> [Saved data entries]

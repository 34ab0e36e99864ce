// SPDX-License-Identifier: MIT
// © 2025–2026 Christopher Liu

//! Round-robin sensor multiplexer.
//!
//! A single ADC is shared by seven analog inputs: two range finders, the two compass axes and
//! three infrared sensors. Every conversion-complete interrupt records the value of the channel
//! that was just converted and selects the next one, wrapping from `Ir3` back to `Range1`.
//!
//! [`SensorMux::reset_compass`] takes the ADC away from the rotation for two forced conversions
//! around a compass set/reset pulse and hands it back afterwards.

use core::cell::Cell;

use critical_section::Mutex;
use embedded_hal::digital::v2::OutputPin;
use log::debug;
// std provides the inherent float methods in host tests
#[cfg_attr(test, allow(unused_imports))]
use micromath::F32Ext;

/// Trait for reading a single channel from an ADC peripheral.
pub trait AdcRead {
    /// Blocking conversion of `ch`.
    fn read_channel(&mut self, ch: u8) -> u16;
}

/// ADC that can also run the interrupt-driven rotation.
pub trait AdcRotation: AdcRead {
    /// Enable or disable the conversion-complete interrupt.
    fn set_auto(&mut self, enabled: bool);

    /// Block until no conversion is in progress.
    fn wait_idle(&mut self);

    /// Select `ch` and start a conversion that will raise the conversion-complete interrupt.
    fn start(&mut self, ch: u8);
}

/// Multiplexed analog inputs, in rotation order.
#[derive(Copy, Clone, Debug, PartialEq, Eq)]
pub enum Channel {
    Range1,
    Range2,
    Compass1,
    Compass2,
    Ir1,
    Ir2,
    Ir3,
}

impl Channel {
    pub const ROTATION: [Channel; 7] = [
        Channel::Range1,
        Channel::Range2,
        Channel::Compass1,
        Channel::Compass2,
        Channel::Ir1,
        Channel::Ir2,
        Channel::Ir3,
    ];

    /// ADC input number of this channel.
    #[inline]
    pub const fn mux(self) -> u8 {
        self as u8
    }

    /// Next channel in the rotation.
    pub const fn next(self) -> Channel {
        match self {
            Channel::Range1 => Channel::Range2,
            Channel::Range2 => Channel::Compass1,
            Channel::Compass1 => Channel::Compass2,
            Channel::Compass2 => Channel::Ir1,
            Channel::Ir1 => Channel::Ir2,
            Channel::Ir2 => Channel::Ir3,
            Channel::Ir3 => Channel::Range1,
        }
    }
}

/// Last value converted on each channel. No timestamps: a field holds whatever was written last.
#[derive(Copy, Clone, Debug, Default, PartialEq, Eq)]
pub struct SensorSnapshot {
    pub range1: u16,
    pub range2: u16,
    pub compass1: u16,
    pub compass2: u16,
    pub ir: [u16; 3],
}

impl SensorSnapshot {
    /// Value last recorded for `ch`.
    pub fn get(&self, ch: Channel) -> u16 {
        match ch {
            Channel::Range1 => self.range1,
            Channel::Range2 => self.range2,
            Channel::Compass1 => self.compass1,
            Channel::Compass2 => self.compass2,
            Channel::Ir1 => self.ir[0],
            Channel::Ir2 => self.ir[1],
            Channel::Ir3 => self.ir[2],
        }
    }

    fn set(&mut self, ch: Channel, value: u16) {
        match ch {
            Channel::Range1 => self.range1 = value,
            Channel::Range2 => self.range2 = value,
            Channel::Compass1 => self.compass1 = value,
            Channel::Compass2 => self.compass2 = value,
            Channel::Ir1 => self.ir[0] = value,
            Channel::Ir2 => self.ir[1] = value,
            Channel::Ir3 => self.ir[2] = value,
        }
    }

    /// Heading in degrees `[0, 360)` from the two compass axes, both centred on `offset`.
    pub fn compass_heading_deg(&self, offset: i16) -> f32 {
        let x = self.compass1 as f32 - offset as f32;
        let y = self.compass2 as f32 - offset as f32;
        let deg = y.atan2(x).to_degrees();
        if deg < 0.0 {
            deg + 360.0
        } else {
            deg
        }
    }
}

#[derive(Copy, Clone)]
struct Rotation {
    current: Channel,
    suspended: bool,
}

/// Shared state of the multiplexer: the rotation position and the latest readings.
///
/// Intended to live in a `static`; the ADC interrupt is the only writer of the readings.
pub struct SensorMux {
    rotation: Mutex<Cell<Rotation>>,
    readings: Mutex<Cell<SensorSnapshot>>,
    compass_offset: Mutex<Cell<i16>>,
}

impl SensorMux {
    pub const fn new() -> Self {
        Self {
            rotation: Mutex::new(Cell::new(Rotation {
                current: Channel::Range1,
                suspended: false,
            })),
            readings: Mutex::new(Cell::new(SensorSnapshot {
                range1: 0,
                range2: 0,
                compass1: 0,
                compass2: 0,
                ir: [0; 3],
            })),
            compass_offset: Mutex::new(Cell::new(0)),
        }
    }

    /// Kick off the rotation at the current channel.
    pub fn start<A: AdcRotation>(&self, adc: &mut A) {
        let ch = self.current_channel();
        adc.set_auto(true);
        adc.start(ch.mux());
    }

    /// Conversion-complete handler.
    ///
    /// Records `value` for the channel that was being converted and returns the channel to
    /// convert next, or `None` while the rotation is suspended.
    pub fn on_conversion_complete(&self, value: u16) -> Option<Channel> {
        critical_section::with(|cs| {
            let rotation = self.rotation.borrow(cs);
            let mut rot = rotation.get();
            if rot.suspended {
                return None;
            }

            let readings = self.readings.borrow(cs);
            let mut snap = readings.get();
            snap.set(rot.current, value);
            readings.set(snap);

            rot.current = rot.current.next();
            rotation.set(rot);
            Some(rot.current)
        })
    }

    /// Channel the rotation will record next.
    pub fn current_channel(&self) -> Channel {
        critical_section::with(|cs| self.rotation.borrow(cs).get().current)
    }

    pub fn is_suspended(&self) -> bool {
        critical_section::with(|cs| self.rotation.borrow(cs).get().suspended)
    }

    /// Latest readings of every channel.
    pub fn snapshot(&self) -> SensorSnapshot {
        critical_section::with(|cs| self.readings.borrow(cs).get())
    }

    /// Offset measured by the last [`reset_compass`](Self::reset_compass).
    pub fn compass_offset(&self) -> i16 {
        critical_section::with(|cs| self.compass_offset.borrow(cs).get())
    }

    /// Measure the compass offset.
    ///
    /// Suspends the rotation, converts the compass once with the set/reset line high and once
    /// with it low, and stores `second - first` as the offset. The rotation is resumed at the
    /// channel it was on, whether or not driving the line succeeded.
    ///
    /// Blocks for two conversions. Not reentrant.
    pub fn reset_compass<A, P>(&self, adc: &mut A, set_reset: &mut P) -> Result<i16, P::Error>
    where
        A: AdcRotation,
        P: OutputPin,
    {
        critical_section::with(|cs| {
            let rotation = self.rotation.borrow(cs);
            let mut rot = rotation.get();
            rot.suspended = true;
            rotation.set(rot);
        });
        adc.set_auto(false);
        adc.wait_idle();

        let measured = (|| {
            let ch = Channel::Compass1.mux();
            set_reset.set_high()?;
            let first = adc.read_channel(ch);
            set_reset.set_low()?;
            let second = adc.read_channel(ch);
            Ok((second as i32 - first as i32) as i16)
        })();

        if let Ok(offset) = measured {
            critical_section::with(|cs| self.compass_offset.borrow(cs).set(offset));
            debug!("compass offset={}", offset);
        }

        let resume = critical_section::with(|cs| {
            let rotation = self.rotation.borrow(cs);
            let mut rot = rotation.get();
            rot.suspended = false;
            rotation.set(rot);
            rot.current
        });
        adc.set_auto(true);
        adc.start(resume.mux());

        measured
    }
}

impl Default for SensorMux {
    fn default() -> Self {
        Self::new()
    }
}

#[cfg(test)]
mod tests {
    use super::*;
    use core::convert::Infallible;
    use std::cell::RefCell;

    #[derive(Default)]
    struct Pin {
        high: bool,
        history: Vec<bool>,
    }

    impl OutputPin for Pin {
        type Error = Infallible;

        fn set_high(&mut self) -> Result<(), Infallible> {
            self.high = true;
            self.history.push(true);
            Ok(())
        }

        fn set_low(&mut self) -> Result<(), Infallible> {
            self.high = false;
            self.history.push(false);
            Ok(())
        }
    }

    /// ADC whose blocking reads fire a "stray" conversion-complete interrupt into the mux, as a
    /// free-running ADC would if the rotation were still live.
    struct FakeAdc<'a> {
        mux: &'a SensorMux,
        pin_high: &'a RefCell<bool>,
        auto: bool,
        reads: Vec<u8>,
        stray_results: Vec<Option<Channel>>,
        started: Vec<u8>,
    }

    impl AdcRead for FakeAdc<'_> {
        fn read_channel(&mut self, ch: u8) -> u16 {
            self.reads.push(ch);
            self.stray_results.push(self.mux.on_conversion_complete(0xDEAD));
            if *self.pin_high.borrow() {
                500
            } else {
                530
            }
        }
    }

    impl AdcRotation for FakeAdc<'_> {
        fn set_auto(&mut self, enabled: bool) {
            self.auto = enabled;
        }

        fn wait_idle(&mut self) {}

        fn start(&mut self, ch: u8) {
            self.started.push(ch);
        }
    }

    /// Pin wrapper that mirrors its level into a shared cell the fake ADC can see.
    struct SharedPin<'a> {
        inner: Pin,
        level: &'a RefCell<bool>,
    }

    impl OutputPin for SharedPin<'_> {
        type Error = Infallible;

        fn set_high(&mut self) -> Result<(), Infallible> {
            *self.level.borrow_mut() = true;
            self.inner.set_high()
        }

        fn set_low(&mut self) -> Result<(), Infallible> {
            *self.level.borrow_mut() = false;
            self.inner.set_low()
        }
    }

    #[test]
    fn seven_conversions_visit_every_channel_once() {
        let mux = SensorMux::new();
        let mut next = Vec::new();
        for value in 1..=7u16 {
            next.push(mux.on_conversion_complete(value * 10).unwrap());
        }

        let snap = mux.snapshot();
        assert_eq!(snap.range1, 10);
        assert_eq!(snap.range2, 20);
        assert_eq!(snap.compass1, 30);
        assert_eq!(snap.compass2, 40);
        assert_eq!(snap.ir, [50, 60, 70]);
        assert_eq!(mux.current_channel(), Channel::Range1);
        assert_eq!(
            next,
            vec![
                Channel::Range2,
                Channel::Compass1,
                Channel::Compass2,
                Channel::Ir1,
                Channel::Ir2,
                Channel::Ir3,
                Channel::Range1,
            ]
        );

        // Eighth conversion only touches Range1.
        mux.on_conversion_complete(99);
        let after = mux.snapshot();
        assert_eq!(after.range1, 99);
        assert_eq!(after.range2, 20);
    }

    #[test]
    fn rotation_order_matches_mux_numbers() {
        for (i, ch) in Channel::ROTATION.iter().enumerate() {
            assert_eq!(ch.mux() as usize, i);
            assert_eq!(ch.next(), Channel::ROTATION[(i + 1) % 7]);
        }
    }

    #[test]
    fn reset_compass_blocks_rotation_writes() {
        let mux = SensorMux::new();
        mux.on_conversion_complete(11);
        mux.on_conversion_complete(22);
        let before = mux.snapshot();
        let level = RefCell::new(false);

        let mut adc = FakeAdc {
            mux: &mux,
            pin_high: &level,
            auto: true,
            reads: Vec::new(),
            stray_results: Vec::new(),
            started: Vec::new(),
        };
        let mut pin = SharedPin {
            inner: Pin::default(),
            level: &level,
        };

        let offset = mux.reset_compass(&mut adc, &mut pin).unwrap();

        assert_eq!(offset, 30);
        assert_eq!(mux.compass_offset(), 30);
        assert_eq!(adc.reads, vec![Channel::Compass1.mux(); 2]);
        assert_eq!(adc.stray_results, vec![None, None]);
        assert_eq!(mux.snapshot(), before);
        assert_eq!(pin.inner.history, vec![true, false]);
        assert!(!pin.inner.high);

        // Rotation resumes where it stopped.
        assert!(adc.auto);
        assert!(!mux.is_suspended());
        assert_eq!(adc.started, vec![Channel::Compass1.mux()]);
        assert_eq!(mux.on_conversion_complete(33), Some(Channel::Compass2));
        assert_eq!(mux.snapshot().compass1, 33);
    }

    #[test]
    fn start_converts_current_channel() {
        let mux = SensorMux::new();
        for v in 0..3 {
            mux.on_conversion_complete(v);
        }
        let level = RefCell::new(false);
        let mut adc = FakeAdc {
            mux: &mux,
            pin_high: &level,
            auto: false,
            reads: Vec::new(),
            stray_results: Vec::new(),
            started: Vec::new(),
        };

        mux.start(&mut adc);
        assert!(adc.auto);
        assert_eq!(adc.started, vec![Channel::Compass2.mux()]);
    }

    #[test]
    fn heading_quadrants() {
        let mut snap = SensorSnapshot::default();
        snap.compass1 = 600;
        snap.compass2 = 512;
        assert!(snap.compass_heading_deg(512).abs() < 0.5);

        snap.compass1 = 512;
        snap.compass2 = 600;
        assert!((snap.compass_heading_deg(512) - 90.0).abs() < 0.5);

        snap.compass1 = 512;
        snap.compass2 = 400;
        assert!((snap.compass_heading_deg(512) - 270.0).abs() < 0.5);
    }
}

> [TASK GOAL]
Each line above that contains the word "reads" should be counted, and only the total given.

> [TASK OUTPUT]
6